WHAT THE EXERCISE ASKS. Which lines below contain "configuration"? Copy every one of them.
*** RECORD SET ***
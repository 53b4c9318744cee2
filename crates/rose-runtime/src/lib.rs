//! Rose Runtime - configuration, logging and the update loop.
//!
//! This crate provides:
//! - Layered configuration ([`config`]) via figment
//! - Logging initialisation ([`logging`]) on tracing-subscriber
//! - [`RoseRuntime`]: selects and loads modules into a frozen registry,
//!   registers the core handlers (start, help, settings, migration, stats,
//!   info, import/export, donate) and drives updates through the dispatcher
//!
//! ```ignore
//! use rose_runtime::RoseRuntime;
//!
//! #[tokio::main]
//! async fn main() -> anyhow::Result<()> {
//!     let runtime = RoseRuntime::builder()
//!         .catalog(rose_modules::catalog())
//!         .build()?;
//!
//!     let (tx, rx) = tokio::sync::mpsc::channel(64);
//!     tokio::spawn(platform::poll_updates(tx));
//!     runtime.run(bot, rx).await?;
//!     Ok(())
//! }
//! ```

pub mod config;
pub mod error;
mod handlers;
pub mod logging;
pub mod runtime;

pub use config::{ConfigError, ConfigLoader, ConfigResult, RoseConfig};
pub use error::{LoggingError, RuntimeError, RuntimeResult};
pub use handlers::DONATE_TEXT;
pub use logging::{init_from_config, try_init_from_config};
pub use runtime::{RoseRuntime, RuntimeBuilder};

// Re-export tracing for use by other crates
pub use tracing;
pub use tracing_subscriber;

/// Logging macros.
pub mod prelude {
    pub use tracing::{Level, debug, error, info, instrument, span, trace, warn};
}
***
WRITTEN SOLUTION.
//! Rose Runtime - configuration, logging and the update loop.
//! - Layered configuration ([`config`]) via figment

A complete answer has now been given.